No, seriously, I would love to adopt a pet. I’m a dog or cat or both person. I’m not crazy about rodents or reptiles, and I have no idea how to care for anything as large as a horse or a cow or an elephant but I’m sure it involves the scooping of really big poop. So, when the time comes, I will gladly adopt a dog or a cat into our family.
And even when my children aren’t harassing me about getting a pet, I am thinking about it. I see benefits. In addition to learning to care for animals and reaping the rewards of love, I believe they will keep unwanted animals away—the mice that chewed through the electrical system of our car costing us thousands of dollars, the squirrel that pees on our front porch daily, the crazy neighbor dog who has been known to look through our windows and bark at us while we are in our own house.

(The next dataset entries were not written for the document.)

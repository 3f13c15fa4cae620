//! Blog API demo: in-memory users and posts behind the full route table
//!
//! ```text
//! JWT_SECRET=access REFRESH_SECRET=refresh cargo run --example blog_api
//! # or put JWT_SECRET / REFRESH_SECRET in ./.env
//! curl -X POST localhost:1337/api/auth/local \
//!      -H 'content-type: application/json' \
//!      -d '{"identifier":"alice@example.com","password":"password123"}'
//! ```

use depo::prelude::*;
use tracing_subscriber::EnvFilter;

#[tokio::main]
async fn main() -> Result<()> {
    tracing_subscriber::fmt()
        .with_env_filter(
            EnvFilter::try_from_default_env().unwrap_or_else(|_| EnvFilter::new("info,depo=debug")),
        )
        .init();

    let config_path = std::env::var("CONFIG_PATH").ok();
    let config = AppConfig::load(config_path.as_deref())?;

    let users = InMemoryUserService::new();
    let posts = InMemoryPostService::new();
    seed(&users, &posts).await?;

    println!("🚀 Depo blog API on http://{}{}", config.server.address(), config.api.prefix);
    println!("   login as alice@example.com / password123\n");

    let address = config.server.address();
    ServerBuilder::new()
        .with_config(config)
        .with_user_service(users)
        .with_post_service(posts)
        .serve(&address)
        .await
}

async fn seed(users: &InMemoryUserService, posts: &InMemoryPostService) -> Result<()> {
    let alice = User::new_local("alice", "alice@example.com", hash_password("password123")?);
    users.create(alice).await?;

    let seeded = [
        Post::new("1", "Ownership in Rust")
            .with_description("Moves, borrows and lifetimes")
            .with_text("Every value has a single owner.")
            .published(),
        Post::new("2", "Київ навесні")
            .with_description("Фотографії з прогулянки")
            .published(),
        Post::new("3", "Async Rust")
            .with_description("Futures and executors")
            .published(),
        Post::new("4", "Draft: error handling").with_text("Not published yet"),
    ];
    for post in seeded {
        posts.create(post).await?;
    }

    Ok(())
}
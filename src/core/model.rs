//! Data model: users, posts and token claims
//!
//! Users and posts are owned by the storage backend; this crate only reads
//! them and rewrites a user's favorites list.

use chrono::{DateTime, Utc};
use serde::{Deserialize, Deserializer, Serialize};
use std::fmt;
use uuid::Uuid;

/// Provider tag carried by accounts created with a username and password
pub const LOCAL_PROVIDER: &str = "local";

/// Opaque entity identifier
///
/// Serialized as a string. Deserializes from either a JSON string or a JSON
/// integer, since clients send numeric ids as often as string ones.
#[derive(Debug, Clone, PartialEq, Eq, Hash, PartialOrd, Ord, Serialize)]
#[serde(transparent)]
pub struct EntityId(String);

impl EntityId {
    pub fn new(id: impl Into<String>) -> Self {
        Self(id.into())
    }

    /// Generate a fresh random identifier
    pub fn generate() -> Self {
        Self(Uuid::new_v4().to_string())
    }

    pub fn as_str(&self) -> &str {
        &self.0
    }
}

impl fmt::Display for EntityId {
    fn fmt(&self, f: &mut fmt::Formatter<'_>) -> fmt::Result {
        f.write_str(&self.0)
    }
}

impl From<&str> for EntityId {
    fn from(value: &str) -> Self {
        Self::new(value)
    }
}

impl From<String> for EntityId {
    fn from(value: String) -> Self {
        Self(value)
    }
}

impl<'de> Deserialize<'de> for EntityId {
    fn deserialize<D>(deserializer: D) -> Result<Self, D::Error>
    where
        D: Deserializer<'de>,
    {
        #[derive(Deserialize)]
        #[serde(untagged)]
        enum RawId {
            Text(String),
            Signed(i64),
            Unsigned(u64),
        }

        match RawId::deserialize(deserializer)? {
            RawId::Text(s) if s.is_empty() => {
                Err(serde::de::Error::custom("identifier must not be empty"))
            }
            RawId::Text(s) => Ok(Self(s)),
            RawId::Signed(n) => Ok(Self(n.to_string())),
            RawId::Unsigned(n) => Ok(Self(n.to_string())),
        }
    }
}

/// A published (or draft) post
#[derive(Debug, Clone, PartialEq, Serialize, Deserialize)]
#[serde(rename_all = "camelCase")]
pub struct Post {
    pub id: EntityId,
    pub title: String,
    #[serde(default)]
    pub description: String,
    #[serde(default)]
    pub text: String,
    #[serde(default)]
    pub published_at: Option<DateTime<Utc>>,
    pub created_at: DateTime<Utc>,
    pub updated_at: DateTime<Utc>,
}

impl Post {
    /// Create an unpublished post with empty body fields
    pub fn new(id: impl Into<EntityId>, title: impl Into<String>) -> Self {
        let now = Utc::now();
        Self {
            id: id.into(),
            title: title.into(),
            description: String::new(),
            text: String::new(),
            published_at: None,
            created_at: now,
            updated_at: now,
        }
    }

    pub fn with_description(mut self, description: impl Into<String>) -> Self {
        self.description = description.into();
        self
    }

    pub fn with_text(mut self, text: impl Into<String>) -> Self {
        self.text = text.into();
        self
    }

    /// Mark the post as published now
    pub fn published(mut self) -> Self {
        self.published_at = Some(Utc::now());
        self
    }

    pub fn is_published(&self) -> bool {
        self.published_at.is_some()
    }

    /// Get a searchable text field by name
    pub fn field(&self, name: &str) -> Option<&str> {
        match name {
            "title" => Some(&self.title),
            "description" => Some(&self.description),
            "text" | "body" => Some(&self.text),
            _ => None,
        }
    }
}

/// A user account
///
/// `password` holds a bcrypt hash, or `None` for accounts created through a
/// third-party provider.
#[derive(Clone, Serialize, Deserialize)]
#[serde(rename_all = "camelCase")]
pub struct User {
    pub id: EntityId,
    pub username: String,
    pub email: String,
    pub provider: String,
    #[serde(default, skip_serializing_if = "Option::is_none")]
    pub password: Option<String>,
    #[serde(default)]
    pub confirmed: bool,
    #[serde(default)]
    pub blocked: bool,
    /// Ids of favorite posts, in the order they were added
    #[serde(default)]
    pub favorites_posts: Vec<EntityId>,
    pub created_at: DateTime<Utc>,
    pub updated_at: DateTime<Utc>,
}

impl User {
    /// Create a confirmed local account from an already-hashed password
    pub fn new_local(
        username: impl Into<String>,
        email: impl Into<String>,
        password_hash: impl Into<String>,
    ) -> Self {
        let now = Utc::now();
        Self {
            id: EntityId::generate(),
            username: username.into(),
            email: email.into(),
            provider: LOCAL_PROVIDER.to_string(),
            password: Some(password_hash.into()),
            confirmed: true,
            blocked: false,
            favorites_posts: Vec::new(),
            created_at: now,
            updated_at: now,
        }
    }

    /// Create an account owned by a third-party provider (no password)
    pub fn new_external(
        provider: impl Into<String>,
        username: impl Into<String>,
        email: impl Into<String>,
    ) -> Self {
        let now = Utc::now();
        Self {
            id: EntityId::generate(),
            username: username.into(),
            email: email.into(),
            provider: provider.into(),
            password: None,
            confirmed: true,
            blocked: false,
            favorites_posts: Vec::new(),
            created_at: now,
            updated_at: now,
        }
    }

    pub fn with_id(mut self, id: impl Into<EntityId>) -> Self {
        self.id = id.into();
        self
    }

    pub fn with_confirmed(mut self, confirmed: bool) -> Self {
        self.confirmed = confirmed;
        self
    }

    pub fn with_blocked(mut self, blocked: bool) -> Self {
        self.blocked = blocked;
        self
    }

    /// Project the user for output, dropping private fields
    pub fn sanitize(&self) -> SanitizedUser {
        SanitizedUser {
            id: self.id.clone(),
            username: self.username.clone(),
            email: self.email.clone(),
            provider: self.provider.clone(),
            confirmed: self.confirmed,
            blocked: self.blocked,
            created_at: self.created_at,
            updated_at: self.updated_at,
        }
    }
}

impl fmt::Debug for User {
    fn fmt(&self, f: &mut fmt::Formatter<'_>) -> fmt::Result {
        f.debug_struct("User")
            .field("id", &self.id)
            .field("username", &self.username)
            .field("provider", &self.provider)
            .field("confirmed", &self.confirmed)
            .field("blocked", &self.blocked)
            .field("favorites", &self.favorites_posts.len())
            .finish_non_exhaustive()
    }
}

/// User representation safe to return to clients
#[derive(Debug, Clone, PartialEq, Serialize, Deserialize)]
#[serde(rename_all = "camelCase")]
pub struct SanitizedUser {
    pub id: EntityId,
    pub username: String,
    pub email: String,
    pub provider: String,
    pub confirmed: bool,
    pub blocked: bool,
    pub created_at: DateTime<Utc>,
    pub updated_at: DateTime<Utc>,
}

/// Payload of both access and refresh tokens
#[derive(Debug, Clone, PartialEq, Eq, Serialize, Deserialize)]
pub struct Claims {
    /// Subject user id
    pub id: EntityId,
    /// Issued at (unix seconds)
    pub iat: i64,
    /// Expires at (unix seconds)
    pub exp: i64,
    /// Unique token id, so two tokens minted in the same second differ
    pub jti: String,
}
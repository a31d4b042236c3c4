pub mod config;
pub use config::{build_positional_encoding, EncodingConfig};

pub mod error;
pub use error::PositionalError;

pub mod positional;
pub use positional::{
    generate_frequencies, generate_frequencies_with_base, rotary_encode, rotate_half,
    sinusoidal_encode, sinusoidal_rows, PositionalEncoding, RotaryPositionEmbedding,
    SinusoidalPositionalEncoding, DEFAULT_BASE, MAX_STABLE_POSITION,
};

pub mod utils;
pub use utils::{PairingConvention, PositionalEncodingType, Scalar};

pub mod verify;
pub use verify::{RotarySuite, SinusoidalSuite, SuiteConfig, VerificationReport};
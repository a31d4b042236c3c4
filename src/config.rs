use std::path::Path;

use serde::{Deserialize, Serialize};
use tracing::debug;

use crate::error::PositionalError;
use crate::positional::frequencies::{check_base, check_dimension, DEFAULT_BASE};
use crate::positional::{PositionalEncoding, RotaryPositionEmbedding, SinusoidalPositionalEncoding};
use crate::utils::{read_to_string, PairingConvention, PositionalEncodingType};

/// Configuration for a positional encoding
#[derive(Debug, Clone, PartialEq, Serialize, Deserialize)]
pub struct EncodingConfig {
    #[serde(default)]
    pub kind: PositionalEncodingType,
    pub dim: usize,                         // feature dimension, even
    #[serde(default = "default_base")]
    pub base: f64,                          // frequency base, 10000 in most models
    #[serde(default)]
    pub convention: PairingConvention,      // rotary only
    #[serde(default)]
    pub max_positions: Option<usize>,       // sinusoidal only; None = unbounded
}

// Default values for optional fields
fn default_base() -> f64 { DEFAULT_BASE }

impl EncodingConfig {
    pub fn sinusoidal(dim: usize) -> Self {
        Self {
            kind: PositionalEncodingType::Sinusoidal,
            dim,
            base: DEFAULT_BASE,
            convention: PairingConvention::default(),
            max_positions: None,
        }
    }

    pub fn rotary(dim: usize, convention: PairingConvention) -> Self {
        Self {
            kind: PositionalEncodingType::Rotary,
            convention,
            ..Self::sinusoidal(dim)
        }
    }

    pub fn validate(&self) -> Result<(), PositionalError> {
        check_dimension(self.dim)?;
        check_base(self.base)?;
        if self.kind == PositionalEncodingType::Rotary && self.max_positions.is_some() {
            return Err(PositionalError::Config(
                "max_positions only applies to sinusoidal encodings".to_string(),
            ));
        }
        Ok(())
    }

    pub fn from_json_str(json: &str) -> Result<Self, PositionalError> {
        let config: Self = serde_json::from_str(json)?;
        config.validate()?;
        Ok(config)
    }

    pub fn from_path(path: impl AsRef<Path>) -> Result<Self, PositionalError> {
        let path = path.as_ref();
        debug!(path = %path.display(), "loading encoding config");
        Self::from_json_str(&read_to_string(path)?)
    }
}

/// Builds the encoder described by `config`
pub fn build_positional_encoding(
    config: &EncodingConfig,
) -> Result<Box<dyn PositionalEncoding>, PositionalError> {
    config.validate()?;
    match config.kind {
        PositionalEncodingType::Sinusoidal => {
            let mut encoding = SinusoidalPositionalEncoding::with_base(config.dim, config.base)?;
            if let Some(max) = config.max_positions {
                encoding = encoding.with_max_positions(max);
            }
            Ok(Box::new(encoding))
        }
        PositionalEncodingType::Rotary => Ok(Box::new(
            RotaryPositionEmbedding::with_base(config.dim, config.base)?
                .with_convention(config.convention),
        )),
    }
}
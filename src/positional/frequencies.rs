//! Angular frequencies shared by the sinusoidal and rotary encoders.

use ndarray::Array1;

use crate::error::PositionalError;

/// Default frequency base from "Attention is All You Need".
pub const DEFAULT_BASE: f64 = 10_000.0;

/// Largest position for which norm preservation is guaranteed within
/// `atol = 1e-5, rtol = 1e-4` (feature dimension >= 64).
pub const MAX_STABLE_POSITION: usize = 100_000;

/// Rejects odd or zero feature dimensions.
pub fn check_dimension(dim: usize) -> Result<(), PositionalError> {
    if dim == 0 || dim % 2 != 0 {
        return Err(PositionalError::InvalidDimension { dim });
    }
    Ok(())
}

pub fn check_base(base: f64) -> Result<(), PositionalError> {
    if !base.is_finite() || base <= 0.0 {
        return Err(PositionalError::InvalidBase { base });
    }
    Ok(())
}

/// `theta_i = 10000^(-2i / dim)` for `i in 0..dim / 2`.
pub fn generate_frequencies(dim: usize) -> Result<Array1<f64>, PositionalError> {
    generate_frequencies_with_base(dim, DEFAULT_BASE)
}

/// `theta_i = base^(-2i / dim)` for `i in 0..dim / 2`, strictly decreasing from 1.
pub fn generate_frequencies_with_base(
    dim: usize,
    base: f64,
) -> Result<Array1<f64>, PositionalError> {
    check_dimension(dim)?;
    check_base(base)?;

    let half = dim / 2;
    let dim = dim as f64;
    Ok(Array1::from_shape_fn(half, |i| base.powf(-(2.0 * i as f64) / dim)))
}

Yes, a pet might deter some of this unwanted animal activity. Of course, the down-side would be fewer turkeys and bunnies, too, but I think I can live with that.
I am well aware that a pet would mean work for me, and I am not up to scooping kitty-litter or house-training a dog. I deal with the post-digestive end of enough beings in this household, and so I’ve told my son, “We will think about getting a pet once you are potty-trained.” You would think that would be an incentive, a real motivator, but so far, that has not been the case.
So, yes, my children were surprised when I handed the guy at the county fair a five dollar bill and let them toss ping-pong balls into the those itty-bitty fish bowls. And I was equally surprised when they managed to win three goldfish. THREE. The next time anyone tells you those carnival games at the fair a rigged and that no one ever wins, please slap them for me. Hard.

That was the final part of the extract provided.